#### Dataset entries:
------------

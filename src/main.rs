use std::path::PathBuf;

use clap::Parser;
use tokio::net::TcpListener;

use contact_notes_api::config::{self, ApiConfig};
use contact_notes_api::lifecycle::{wait_for_signal, Shutdown};
use contact_notes_api::observability::{logging, metrics};
use contact_notes_api::{db, error, HttpServer};

#[derive(Debug, Parser)]
#[command(name = "contact-notes-api", version, about = "Contact notes REST API")]
struct Cli {
    /// Path to a TOML configuration file.
    #[arg(short, long, env = "CONFIG_PATH")]
    config: Option<PathBuf>,
}

#[tokio::main]
async fn main() -> Result<(), Box<dyn std::error::Error>> {
    // A missing .env file is normal outside development.
    let _ = dotenvy::dotenv();
    let cli = Cli::parse();

    let config: ApiConfig = config::load(cli.config.as_deref())?;
    logging::init_logging(&config.observability)?;
    error::expose_error_details(config.environment.is_development());

    tracing::info!(
        version = env!("CARGO_PKG_VERSION"),
        environment = %config.environment,
        "contact-notes-api starting"
    );
    tracing::info!(
        bind_address = %config.listener.bind_address,
        request_timeout_ms = config.timeouts.request_ms,
        backoff_threshold = config.backoff.threshold,
        "Configuration loaded"
    );

    if config.observability.metrics_enabled {
        match config.observability.metrics_address.parse() {
            Ok(addr) => metrics::init_metrics(addr),
            Err(_) => tracing::error!(
                metrics_address = %config.observability.metrics_address,
                "Failed to parse metrics address"
            ),
        }
    }

    let pool = db::connect(&config.database).await?;
    if config.database.run_migrations {
        db::run_migrations(&pool).await?;
        tracing::info!("Database migrations applied");
    }

    let listener = TcpListener::bind(&config.listener.bind_address).await?;
    tracing::info!(address = %listener.local_addr()?, "Listening for connections");

    let shutdown = Shutdown::new();
    let server = HttpServer::new(config, pool.clone());
    let server_task = tokio::spawn(server.run(listener, shutdown.subscribe()));

    wait_for_signal().await;
    shutdown.trigger();

    server_task.await??;
    pool.close().await;

    tracing::info!("Shutdown complete");
    Ok(())
}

------------

#### TASK OBJECTIVE:
From the lines above, copy those that contain the word "main".

#### ANSWER SECTION:
filename src/main.rs
#[tokio::main]
async fn main() -> Result<(), Box<dyn std::error::Error>> {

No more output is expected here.